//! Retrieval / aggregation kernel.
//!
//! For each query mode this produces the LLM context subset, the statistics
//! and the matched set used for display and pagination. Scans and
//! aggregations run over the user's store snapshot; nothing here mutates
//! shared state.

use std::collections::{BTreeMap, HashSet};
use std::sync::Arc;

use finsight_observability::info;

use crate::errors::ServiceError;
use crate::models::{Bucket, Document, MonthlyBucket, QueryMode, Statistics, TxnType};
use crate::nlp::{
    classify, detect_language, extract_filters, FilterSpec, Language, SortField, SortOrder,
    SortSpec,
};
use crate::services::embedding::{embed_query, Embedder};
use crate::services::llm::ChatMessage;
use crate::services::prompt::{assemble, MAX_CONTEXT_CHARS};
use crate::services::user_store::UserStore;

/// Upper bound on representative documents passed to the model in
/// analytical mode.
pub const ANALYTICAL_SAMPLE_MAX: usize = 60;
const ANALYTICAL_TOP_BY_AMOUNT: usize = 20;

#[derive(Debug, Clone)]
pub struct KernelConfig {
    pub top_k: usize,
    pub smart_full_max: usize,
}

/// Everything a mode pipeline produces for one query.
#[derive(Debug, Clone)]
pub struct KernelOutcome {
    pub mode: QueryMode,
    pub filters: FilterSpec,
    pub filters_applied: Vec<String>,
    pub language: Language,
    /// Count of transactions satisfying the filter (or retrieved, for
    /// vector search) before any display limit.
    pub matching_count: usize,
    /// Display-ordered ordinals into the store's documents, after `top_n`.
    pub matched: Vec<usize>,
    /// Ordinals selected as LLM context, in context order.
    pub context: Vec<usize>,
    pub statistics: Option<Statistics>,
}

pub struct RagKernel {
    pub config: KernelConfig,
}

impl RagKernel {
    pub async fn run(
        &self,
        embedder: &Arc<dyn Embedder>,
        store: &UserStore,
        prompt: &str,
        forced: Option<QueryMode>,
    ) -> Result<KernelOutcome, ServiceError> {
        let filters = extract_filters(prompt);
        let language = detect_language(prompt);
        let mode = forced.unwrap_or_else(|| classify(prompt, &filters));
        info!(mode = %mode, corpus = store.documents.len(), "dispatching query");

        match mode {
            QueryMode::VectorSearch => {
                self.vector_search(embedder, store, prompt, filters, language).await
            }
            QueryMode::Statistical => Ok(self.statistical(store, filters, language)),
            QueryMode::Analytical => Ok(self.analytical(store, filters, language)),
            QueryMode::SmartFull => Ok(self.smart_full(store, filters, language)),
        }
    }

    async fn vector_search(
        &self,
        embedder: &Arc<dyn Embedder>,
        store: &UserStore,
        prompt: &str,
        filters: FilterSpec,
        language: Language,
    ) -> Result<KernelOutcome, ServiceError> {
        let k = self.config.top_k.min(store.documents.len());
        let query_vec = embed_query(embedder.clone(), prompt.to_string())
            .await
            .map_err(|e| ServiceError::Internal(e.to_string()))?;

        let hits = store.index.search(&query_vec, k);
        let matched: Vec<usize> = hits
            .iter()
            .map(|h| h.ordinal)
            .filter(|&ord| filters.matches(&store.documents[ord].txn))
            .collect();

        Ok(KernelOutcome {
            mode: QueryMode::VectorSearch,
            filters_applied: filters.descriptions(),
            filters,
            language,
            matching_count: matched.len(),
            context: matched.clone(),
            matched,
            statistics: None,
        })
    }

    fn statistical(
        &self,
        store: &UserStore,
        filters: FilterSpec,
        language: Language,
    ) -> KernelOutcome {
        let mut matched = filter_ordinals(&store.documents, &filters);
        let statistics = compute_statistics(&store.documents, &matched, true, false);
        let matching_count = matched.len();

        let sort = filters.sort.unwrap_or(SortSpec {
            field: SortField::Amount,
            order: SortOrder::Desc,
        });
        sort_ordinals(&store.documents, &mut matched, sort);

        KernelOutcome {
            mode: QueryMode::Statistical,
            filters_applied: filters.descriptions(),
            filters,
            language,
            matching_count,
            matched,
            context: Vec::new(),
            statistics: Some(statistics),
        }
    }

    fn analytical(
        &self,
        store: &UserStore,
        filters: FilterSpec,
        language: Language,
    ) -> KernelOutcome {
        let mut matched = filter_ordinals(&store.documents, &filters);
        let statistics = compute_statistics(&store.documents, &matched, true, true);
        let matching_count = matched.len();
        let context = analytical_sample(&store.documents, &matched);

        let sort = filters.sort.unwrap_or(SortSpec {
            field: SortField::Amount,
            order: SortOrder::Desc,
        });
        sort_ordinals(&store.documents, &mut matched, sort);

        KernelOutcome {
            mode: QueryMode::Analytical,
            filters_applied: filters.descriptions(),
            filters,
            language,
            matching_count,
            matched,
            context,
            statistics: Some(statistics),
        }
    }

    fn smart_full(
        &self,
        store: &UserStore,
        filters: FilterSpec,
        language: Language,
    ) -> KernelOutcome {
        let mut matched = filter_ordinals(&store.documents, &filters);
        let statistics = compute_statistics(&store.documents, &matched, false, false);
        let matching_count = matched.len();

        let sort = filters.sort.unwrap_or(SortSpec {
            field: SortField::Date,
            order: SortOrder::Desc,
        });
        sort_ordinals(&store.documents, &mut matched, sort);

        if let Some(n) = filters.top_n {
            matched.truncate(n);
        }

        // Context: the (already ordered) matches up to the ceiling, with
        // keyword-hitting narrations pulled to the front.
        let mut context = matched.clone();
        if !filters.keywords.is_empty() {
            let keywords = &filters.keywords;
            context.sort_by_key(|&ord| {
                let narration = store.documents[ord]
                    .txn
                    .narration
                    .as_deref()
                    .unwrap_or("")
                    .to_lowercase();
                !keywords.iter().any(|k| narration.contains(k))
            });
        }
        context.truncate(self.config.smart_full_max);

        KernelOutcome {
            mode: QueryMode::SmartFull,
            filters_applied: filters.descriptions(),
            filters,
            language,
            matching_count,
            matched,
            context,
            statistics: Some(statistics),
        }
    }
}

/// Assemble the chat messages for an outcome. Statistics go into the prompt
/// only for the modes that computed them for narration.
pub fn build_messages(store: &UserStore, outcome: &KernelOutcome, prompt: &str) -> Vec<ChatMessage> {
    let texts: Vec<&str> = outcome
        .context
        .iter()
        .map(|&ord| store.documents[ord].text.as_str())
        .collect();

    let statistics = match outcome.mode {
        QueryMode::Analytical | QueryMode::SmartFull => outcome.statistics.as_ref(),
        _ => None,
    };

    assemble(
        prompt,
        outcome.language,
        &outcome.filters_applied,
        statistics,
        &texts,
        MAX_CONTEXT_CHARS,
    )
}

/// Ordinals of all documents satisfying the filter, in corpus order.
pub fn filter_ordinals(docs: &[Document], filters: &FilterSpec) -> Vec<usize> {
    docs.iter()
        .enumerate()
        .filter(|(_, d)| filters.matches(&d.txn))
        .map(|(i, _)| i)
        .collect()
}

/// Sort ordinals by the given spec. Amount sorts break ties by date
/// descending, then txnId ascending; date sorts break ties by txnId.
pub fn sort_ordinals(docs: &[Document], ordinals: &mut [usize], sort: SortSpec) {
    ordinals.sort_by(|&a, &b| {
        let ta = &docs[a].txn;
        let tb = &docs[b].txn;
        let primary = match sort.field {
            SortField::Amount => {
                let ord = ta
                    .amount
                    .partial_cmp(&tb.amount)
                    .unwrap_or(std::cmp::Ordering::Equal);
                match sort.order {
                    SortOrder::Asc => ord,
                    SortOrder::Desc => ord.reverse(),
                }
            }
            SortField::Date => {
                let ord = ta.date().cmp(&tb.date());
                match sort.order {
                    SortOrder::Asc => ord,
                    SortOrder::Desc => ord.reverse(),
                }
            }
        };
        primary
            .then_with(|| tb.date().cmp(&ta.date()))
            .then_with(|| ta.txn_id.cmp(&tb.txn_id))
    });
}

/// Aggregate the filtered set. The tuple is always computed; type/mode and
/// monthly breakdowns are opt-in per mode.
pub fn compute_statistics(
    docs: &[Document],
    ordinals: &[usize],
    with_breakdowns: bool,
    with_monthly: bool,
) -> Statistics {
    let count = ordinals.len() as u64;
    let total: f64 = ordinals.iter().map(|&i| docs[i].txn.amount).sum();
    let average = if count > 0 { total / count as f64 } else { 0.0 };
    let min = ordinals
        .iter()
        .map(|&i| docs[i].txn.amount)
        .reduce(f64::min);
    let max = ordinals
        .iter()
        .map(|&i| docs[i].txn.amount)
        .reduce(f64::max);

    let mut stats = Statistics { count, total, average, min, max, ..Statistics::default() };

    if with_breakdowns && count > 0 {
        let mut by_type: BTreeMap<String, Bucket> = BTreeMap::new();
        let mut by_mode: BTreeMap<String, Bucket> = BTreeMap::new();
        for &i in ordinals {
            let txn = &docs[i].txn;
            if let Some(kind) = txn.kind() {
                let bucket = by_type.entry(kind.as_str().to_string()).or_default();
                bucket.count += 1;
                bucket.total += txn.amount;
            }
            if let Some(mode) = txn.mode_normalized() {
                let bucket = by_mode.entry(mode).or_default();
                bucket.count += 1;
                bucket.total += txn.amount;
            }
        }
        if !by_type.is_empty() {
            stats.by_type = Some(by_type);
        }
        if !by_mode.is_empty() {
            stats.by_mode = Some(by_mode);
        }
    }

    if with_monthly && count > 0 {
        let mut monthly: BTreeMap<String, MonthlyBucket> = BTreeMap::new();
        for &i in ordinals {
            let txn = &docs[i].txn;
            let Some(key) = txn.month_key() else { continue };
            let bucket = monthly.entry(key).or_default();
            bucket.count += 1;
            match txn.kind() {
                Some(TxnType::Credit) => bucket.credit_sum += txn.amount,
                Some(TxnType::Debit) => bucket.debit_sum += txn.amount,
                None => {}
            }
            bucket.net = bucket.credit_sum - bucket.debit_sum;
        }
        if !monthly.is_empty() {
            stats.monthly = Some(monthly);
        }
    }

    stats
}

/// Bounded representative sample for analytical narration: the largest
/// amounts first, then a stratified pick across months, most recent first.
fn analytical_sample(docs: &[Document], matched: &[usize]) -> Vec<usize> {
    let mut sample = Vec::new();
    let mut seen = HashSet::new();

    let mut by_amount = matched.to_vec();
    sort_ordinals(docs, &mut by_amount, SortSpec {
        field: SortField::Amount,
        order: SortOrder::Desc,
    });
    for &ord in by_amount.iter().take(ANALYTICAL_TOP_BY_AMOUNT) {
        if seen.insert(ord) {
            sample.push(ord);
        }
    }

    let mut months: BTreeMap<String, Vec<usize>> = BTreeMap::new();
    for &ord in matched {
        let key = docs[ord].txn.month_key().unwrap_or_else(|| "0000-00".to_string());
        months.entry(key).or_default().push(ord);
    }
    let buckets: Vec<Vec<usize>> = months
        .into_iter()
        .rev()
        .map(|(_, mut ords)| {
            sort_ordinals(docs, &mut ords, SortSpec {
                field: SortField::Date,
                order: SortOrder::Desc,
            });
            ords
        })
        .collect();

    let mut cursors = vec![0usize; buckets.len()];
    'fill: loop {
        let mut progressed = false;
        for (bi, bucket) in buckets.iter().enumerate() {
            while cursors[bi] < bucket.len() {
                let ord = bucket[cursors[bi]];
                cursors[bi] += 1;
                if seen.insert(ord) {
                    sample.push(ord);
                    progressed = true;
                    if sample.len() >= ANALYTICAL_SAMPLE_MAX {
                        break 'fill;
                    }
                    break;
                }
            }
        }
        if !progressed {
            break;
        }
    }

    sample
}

• Exercise requirements
Your answer should be the lines above that contain the word "truncate", copied out.

• Problem solution
            matched.truncate(n);
        context.truncate(self.config.smart_full_max);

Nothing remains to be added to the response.